Sanft strich sie ihre Hand über seinen Rücken und fuhr dann weiter nach vorne über. Als sie die genähte Wunde an seiner Seite erfasste, knetete sie einmal daran, was Andrew einen unangenehmen Stich versetzte und ihn kurz zusammenzucken ließ. Schnell ließ sie von ihm ab, als er sich mit einem unüberhörbar genervten Seufzer aufrichtete und nach seiner Kleidung griff.
„Hab ich vielleicht… entschuldige…“ Mit ihren großen Augen und der leicht zerzausten Frisur sah sie bedrückt auf eine leere Stelle am Boden.
„Nein, schon gut. Aber ich sollte nun echt gehen… Bestimmt suchen mich im Schloss schon alle wie verrückt. Ich muss mich beeilen“, erzählte er, als er in Richtung Tür stapfte. Dabei zog er nochmal das Band an seinem Rossschwanz fester zu.
„Wir sehen uns doch wieder… oder?“, klang es leise von unten.
„Natürlich! Ich weiß doch nun, wo du wohnst.“ Der junge Mann schenkte ihr ein leichtes Lächeln, das sie wieder aufheiterte, bevor er sich schließlich wegdrehte und die kleine Hütte verließ.
„Ich kann es nicht erwarten, dich wiederzusehen…“, sang sie heiter im Gedanken.

„Er hat WAS gemacht?! Das kann doch nicht Euer verzweifelter Ernst sein!“, brüllte James den Wärter an.
„Zweifellos, mein Lord, einer unserer Wachen hat Prinz Andrew gestern Nacht zusammen mit dem besagten Mädchen gesehen, das wir vorläufig aufgrund eines Aufruhrs festgenommen hatten. Es besteht die Vermutung, dass er ihr zur Flucht verhalf“, bestätigte der fein gekleidete Mann.
Die Wut, die im König nun aufkochte, da er die unerfreuliche Nachricht erhalten hatte, war kaum mehr zu bremsen.

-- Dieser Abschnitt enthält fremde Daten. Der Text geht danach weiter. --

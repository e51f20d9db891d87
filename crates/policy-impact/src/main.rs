//! Policy impact CLI binary.

use anyhow::Result;
use policy_impact::cli::Cli;
use tracing_subscriber::EnvFilter;

/// Main entry point for the policy-impact CLI.
///
/// Commands run one after another against local files, so a
/// current-thread runtime is enough.
#[tokio::main(flavor = "current_thread")]
async fn main() -> Result<()> {
    // Controlled via RUST_LOG, e.g. RUST_LOG=policy_impact=debug
    tracing_subscriber::fmt()
        .with_env_filter(
            EnvFilter::try_from_default_env().unwrap_or_else(|_| EnvFilter::new("policy_impact=info")),
        )
        .with_target(false)
        .with_writer(std::io::stderr)
        .init();

    tracing::debug!("Starting policy-impact CLI");

    let cli = Cli::parse_args();
    cli.execute().await?;

    tracing::debug!("policy-impact CLI completed successfully");
    Ok(())
}
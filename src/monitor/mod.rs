// src/monitor/mod.rs

//! Directory monitoring.
//!
//! One long-running monitor task per watched directory. Each monitor:
//! - enumerates the directory's immediate entries on a fixed interval
//!   (no recursion into subdirectories),
//! - keeps its own instance-local seen-set keyed by identifier,
//! - publishes each newly seen file onto the shared discovery channel,
//!   blocking until the catalog consumer accepts it.
//!
//! The seen-set is never shared across directories, so the same file name in
//! two watched directories is discovered independently by each monitor and
//! then collides in the catalog (see `catalog::file_identifier`).

pub mod task;

pub use task::{run_monitor, validate_directory};
// src/lib.rs

pub mod catalog;
pub mod cli;
pub mod config;
pub mod errors;
pub mod feed;
pub mod logging;
pub mod monitor;
pub mod server;

use std::sync::Arc;
use std::time::Duration;

use anyhow::Result;
use tokio::sync::mpsc;
use tokio_util::sync::CancellationToken;
use tracing::{error, info};

use crate::catalog::{run_consumer, Catalog, CatalogedFile};
use crate::cli::CliArgs;
use crate::config::load_optional;
use crate::monitor::{run_monitor, validate_directory};

/// High-level entry point used by `main.rs`.
///
/// This wires together:
/// - config loading
/// - one monitor task per watched directory
/// - the discovery channel and its single catalog consumer
/// - the HTTP server
/// - Ctrl-C handling
pub async fn run(args: CliArgs) -> Result<()> {
    info!("running dirfeed");

    let cfg = load_optional(args.config.as_deref())?;

    // Fail fast on unusable directories before anything is spawned.
    for dir in &args.directories {
        validate_directory(dir)?;
    }

    let server_address = format!("{}:{}", args.base_url, args.port);
    let channel_meta = cfg.feed.resolve(&server_address);

    // Capacity-1 channel: a publish blocks until the consumer has drained
    // the previous discovery, so nothing is dropped and per-monitor order
    // is preserved.
    let (additions_tx, additions_rx) = mpsc::channel::<CatalogedFile>(1);

    let shutdown = CancellationToken::new();

    // Ctrl-C → graceful shutdown.
    {
        let shutdown = shutdown.clone();
        tokio::spawn(async move {
            if let Err(e) = tokio::signal::ctrl_c().await {
                eprintln!("failed to listen for Ctrl+C: {e}");
                return;
            }
            shutdown.cancel();
        });
    }

    let interval = Duration::from_secs(args.scan_interval_secs);
    for dir in &args.directories {
        let dir = dir.clone();
        let tx = additions_tx.clone();
        let token = shutdown.clone();
        tokio::spawn(async move {
            if let Err(err) = run_monitor(dir.clone(), interval, tx, token).await {
                error!(directory = ?dir, error = ?err, "monitor terminated");
            }
        });
    }
    // Monitors hold the only senders from here on.
    drop(additions_tx);

    let catalog = Arc::new(Catalog::new());
    tokio::spawn(run_consumer(
        Arc::clone(&catalog),
        additions_rx,
        server_address,
        shutdown.clone(),
    ));

    let app = server::router(catalog, channel_meta);
    server::serve(app, args.port, shutdown).await
}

„Dieser verfluchte…. Dieser… aaaargh!“
Da klopfte wer an der Tür und versuchte sie anschließend von außen mit einigen verzweifeltem Rütteln aufzubringen, was ihm aber keineswegs gelang.

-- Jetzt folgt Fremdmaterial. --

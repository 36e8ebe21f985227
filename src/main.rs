// src/main.rs

use dirfeed::{cli, logging, run};

#[tokio::main]
async fn main() {
    if let Err(err) = run_main().await {
        eprintln!("dirfeed error: {err:?}");
        std::process::exit(1);
    }
}

async fn run_main() -> anyhow::Result<()> {
    let args = cli::parse();
    logging::init_logging(args.log_level)?;
    run(args).await
}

„Immer diese… wie auch immer. Wache, seien Sie doch so freundlich und sperren Sie die Tür auf. Dann kann ich diesem Störenfried sagen, dass er gefälligst einen Termin zu vereinbaren habe, wenn er mit dem König sprechen wolle.“
James‘ Kommando wurde - mit einem stummen Salut begleitet - unverzüglich ausgeführt. Unerwartet schnell öffnete sich die Tür und ein junger Blondschopf fiel mit beiden Händen voraus herein, als hätte er sich schon die ganze Zeit daran gelehnt und dabei vollkommen den Sinn des Gleichgewichts vergessen. Glücklicherweise konnte er sich noch fangen, ohne eine blamable Nummer vorzuführen.
„Vater?“, klang es durch den großen Raum.
„Wenn man von ihm spricht…“, flüsterte James so leise, dass es ihm kaum ausgesprochen vorkam.
„Vater!! Ich weiß, dass du hier bist. Und… äh, stör ich?“ Dem blinden Andrew überkam ein unangenehmes Gefühl, und je länger er sich in dem Raum aufhielt, desto mehr Blicke spürte er, die mit deutlicher Abneigung auf ihn gerichtet waren. Als nach einer ganzen Minute von keinem der Leute, bis auf ein wenig unauffälliges Husten am Rande, kein Ton kam, machte James schließlich den ersten Schritt. Mit lauter Stimme begann er, sich seinem Sohn zu offenbaren.
„Mir ist da so etwas zu Ohren gekommen, weißt du?“
Dem Angesprochenen blieb fast das Herz stehen, als er das hörte und er verspürte das plötzliche Verlangen, tief im Boden zu versinken, oder sich in einen Stein zu verwandeln, dem nie im Leben jemand Beachtung schenken würde. Er wollte erst gar nicht wissen, wie und vor allem wann ihn gestern jemand gesehen haben könnte.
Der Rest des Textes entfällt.